Ditching Electoral College would allow California to impose imperial rule on a colonial America
warns
Michael Barone in the Washington Examiner (cheers to Instapundit's
Stephen Green).
… for the first time in the nation's history the most populous state was a
political outlier, voting at one extreme in the national political
spectrum.
… Well, yeah, you might say. California has been called the Left
Coast for quite a while. Just about everyone in Silicon Valley except
Peter Thiel and in Hollywood except Pat Sajak supported Clinton. White
middle class families have been pretty well priced out of the state by
high taxes and housing costs, and the Hispanic and Asian immigrants who
have replaced them vote far more Democratic.
… In the nine elections before that and after California passed New York
to become the most populous state in 1963, the average of California's
Democratic and Republican percentages was never more than 5 points off
the national figures.
… In this respect it resembles New York, the most populous state in every
Census from 1820 to 1960. In elections 1856 to 1960, New York's
Democratic and Republican percentages seldom varied more than 5 points
from the national average.
… The fact that New York voted much like the nation as a whole
meant there were few elections when the popular vote winner lost in the
Electoral College. In the two exceptions, 1876 and 1888, the popular
vote winner was a New Yorker.
If California continues to occupy one extreme of the national
political spectrum, there may well be more such splits. At least unless
and until the Democratic Party figures it needs more to make a case with
more appeal beyond California if it wants to win 270 electoral votes.

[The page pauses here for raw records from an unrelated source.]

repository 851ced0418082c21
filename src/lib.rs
pub mod app_state;
pub mod config;
pub mod constants;
pub mod errors;
pub mod handlers;
pub mod models;
pub mod repositories;
pub mod services;

#[cfg(test)]
pub mod test_utils;
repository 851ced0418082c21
#[cfg(test)]
pub mod channels {
    use std::sync::{
        atomic::{AtomicUsize, Ordering},
        Arc,
    };

    use async_trait::async_trait;
    use tokio::sync::Mutex;

    use crate::{
        errors::{AppError, AppResult},
        models::domain::DocumentUpload,
        services::channel::{DocumentSource, OutboundChannel},
    };

    /// Records every reply in send order.
    #[derive(Default)]
    pub struct RecordingOutbound {
        sent: Mutex<Vec<String>>,
    }

    impl RecordingOutbound {
        pub fn new() -> Self {
            Self::default()
        }

        pub async fn sent(&self) -> Vec<String> {
            self.sent.lock().await.clone()
        }

        pub async fn last(&self) -> Option<String> {
            self.sent.lock().await.last().cloned()
        }

        pub async fn clear(&self) {
            self.sent.lock().await.clear();
        }
    }

    #[async_trait]
    impl OutboundChannel for RecordingOutbound {
        async fn send_text(&self, text: &str) -> AppResult<()> {
            self.sent.lock().await.push(text.to_string());
            Ok(())
        }
    }

    pub struct FailingOutbound;

    #[async_trait]
    impl OutboundChannel for FailingOutbound {
        async fn send_text(&self, _text: &str) -> AppResult<()> {
            Err(AppError::TransportError("chat not found".to_string()))
        }
    }

    /// Document held in memory; counts how often its bytes were fetched.
    #[derive(Clone)]
    pub struct InMemoryDocument {
        content: Result<Vec<u8>, String>,
        fetches: Arc<AtomicUsize>,
    }

    impl InMemoryDocument {
        pub fn new(content: Vec<u8>) -> Self {
            Self {
                content: Ok(content),
                fetches: Arc::new(AtomicUsize::new(0)),
            }
        }

        pub fn failing(reason: &str) -> Self {
            Self {
                content: Err(reason.to_string()),
                fetches: Arc::new(AtomicUsize::new(0)),
            }
        }

        pub fn upload(&self, file_name: &str) -> DocumentUpload {
            DocumentUpload::new(file_name, Box::new(self.clone()))
        }

        pub fn fetch_count(&self) -> usize {
            self.fetches.load(Ordering::SeqCst)
        }
    }

    #[async_trait]
    impl DocumentSource for InMemoryDocument {
        async fn fetch(&self) -> AppResult<Vec<u8>> {
            self.fetches.fetch_add(1, Ordering::SeqCst);
            self.content.clone().map_err(AppError::DownloadError)
        }
    }
}

#[cfg(test)]
pub mod documents {
    use std::io::{Cursor, Write};

    use lopdf::{
        content::{Content, Operation},
        dictionary, Document, Object, Stream,
    };
    use zip::{write::FileOptions, ZipWriter};

    const CONTENT_TYPES_XML: &str = r#"<?xml version="1.0" encoding="UTF-8" standalone="yes"?>
<Types xmlns="http://schemas.openxmlformats.org/package/2006/content-types"><Default Extension="xml" ContentType="application/xml"/><Override PartName="/word/document.xml" ContentType="application/vnd.openxmlformats-officedocument.wordprocessingml.document.main+xml"/></Types>"#;

    /// Wraps raw `w:body` children into a complete `word/document.xml`.
    pub fn docx_document_xml(body_children: &[&str]) -> String {
        format!(
            r#"<?xml version="1.0" encoding="UTF-8" standalone="yes"?>
<w:document xmlns:w="http://schemas.openxmlformats.org/wordprocessingml/2006/main"><w:body>{}<w:sectPr/></w:body></w:document>"#,
            body_children.concat()
        )
    }

    /// Builds a `.docx` with one paragraph per entry; empty entries become
    /// empty paragraphs.
    pub fn docx_bytes(paragraphs: &[&str]) -> Vec<u8> {
        let body: Vec<String> = paragraphs
            .iter()
            .map(|text| {
                if text.is_empty() {
                    "<w:p/>".to_string()
                } else {
                    format!(
                        r#"<w:p><w:r><w:t xml:space="preserve">{}</w:t></w:r></w:p>"#,
                        escape_xml_text(text)
                    )
                }
            })
            .collect();
        let body: Vec<&str> = body.iter().map(String::as_str).collect();
        let xml = docx_document_xml(&body);

        let mut writer = ZipWriter::new(Cursor::new(Vec::new()));
        writer
            .start_file("[Content_Types].xml", FileOptions::default())
            .unwrap();
        writer.write_all(CONTENT_TYPES_XML.as_bytes()).unwrap();
        writer
            .start_file("word/document.xml", FileOptions::default())
            .unwrap();
        writer.write_all(xml.as_bytes()).unwrap();
        writer.finish().unwrap().into_inner()
    }

    /// Builds a PDF with one page per entry; empty entries become pages with
    /// no text at all.
    pub fn pdf_bytes(pages: &[&str]) -> Vec<u8> {
        let mut doc = Document::with_version("1.5");
        let pages_id = doc.new_object_id();
        let font_id = doc.add_object(dictionary! {
            "Type" => "Font",
            "Subtype" => "Type1",
            "BaseFont" => "Courier",
            "Encoding" => "WinAnsiEncoding",
        });
        let resources_id = doc.add_object(dictionary! {
            "Font" => dictionary! {
                "F1" => font_id,
            },
        });

        let mut kids: Vec<Object> = Vec::new();
        for text in pages {
            let operations = if text.is_empty() {
                Vec::new()
            } else {
                vec![
                    Operation::new("BT", vec![]),
                    Operation::new("Tf", vec!["F1".into(), 24.into()]),
                    Operation::new("Td", vec![72.into(), 720.into()]),
                    Operation::new("Tj", vec![Object::string_literal(*text)]),
                    Operation::new("ET", vec![]),
                ]
            };
            let content = Content { operations };
            let content_id =
                doc.add_object(Stream::new(dictionary! {}, content.encode().unwrap()));
            let page_id = doc.add_object(dictionary! {
                "Type" => "Page",
                "Parent" => pages_id,
                "Contents" => content_id,
                "Resources" => resources_id,
            });
            kids.push(page_id.into());
        }

        let count = kids.len() as i64;
        doc.objects.insert(
            pages_id,
            Object::Dictionary(dictionary! {
                "Type" => "Pages",
                "Kids" => kids,
                "Count" => count,
                "MediaBox" => vec![0.into(), 0.into(), 595.into(), 842.into()],
            }),
        );
        let catalog_id = doc.add_object(dictionary! {
            "Type" => "Catalog",
            "Pages" => pages_id,
        });
        doc.trailer.set("Root", catalog_id);

        let mut buffer = Vec::new();
        doc.save_to(&mut buffer).unwrap();
        buffer
    }

    fn escape_xml_text(text: &str) -> String {
        text.replace('&', "&amp;")
            .replace('<', "&lt;")
            .replace('>', "&gt;")
    }
}

#[cfg(test)]
mod tests {
    use super::channels::*;
    use super::documents::*;
    use crate::services::channel::{DocumentSource, OutboundChannel};

    #[tokio::test]
    async fn test_recording_outbound_keeps_order() {
        let outbound = RecordingOutbound::new();
        outbound.send_text("first").await.unwrap();
        outbound.send_text("second").await.unwrap();

        assert_eq!(outbound.sent().await, vec!["first", "second"]);
        assert_eq!(outbound.last().await.as_deref(), Some("second"));
    }

    #[tokio::test]
    async fn test_in_memory_document_counts_fetches() {
        let document = InMemoryDocument::new(b"abc".to_vec());
        let upload = document.upload("a.txt");

        assert_eq!(document.fetch_count(), 0);
        assert_eq!(upload.source.fetch().await.unwrap(), b"abc".to_vec());
        assert_eq!(document.fetch_count(), 1);
    }

    #[test]
    fn test_docx_fixture_is_a_zip() {
        let bytes = docx_bytes(&["hello"]);
        assert_eq!(&bytes[..2], b"PK");
    }

    #[test]
    fn test_pdf_fixture_has_header() {
        let bytes = pdf_bytes(&["hello"]);
        assert!(bytes.starts_with(b"%PDF-1.5"));
    }
}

All of which prompts renewed arguments about the Electoral
College. The case for abolishing it is simple: Every American's vote
should count the same. But it won't happen. Two-thirds of each house of
Congress and 38 of the 50 state legislatures will never go along.
The case against abolition is one suggested by the Framers'
fears that voters in one large but highly atypical state could impose
their will on a contrary-minded nation. That largest state in 1787 was
Virginia, home of four of the first five presidents. New York and
California, by remaining closely in line with national opinion up
through 1996, made the issue moot.
California's 21st century veer to the left makes it a live issue again.
In a popular vote system, the voters of this geographically distant and
culturally distinct state, whose contempt for heartland Christians
resembles imperial London's disdain for the "lesser breeds" it governed,
could impose something like colonial rule over the rest of the nation.
Sounds exactly like what the Framers strove to prevent.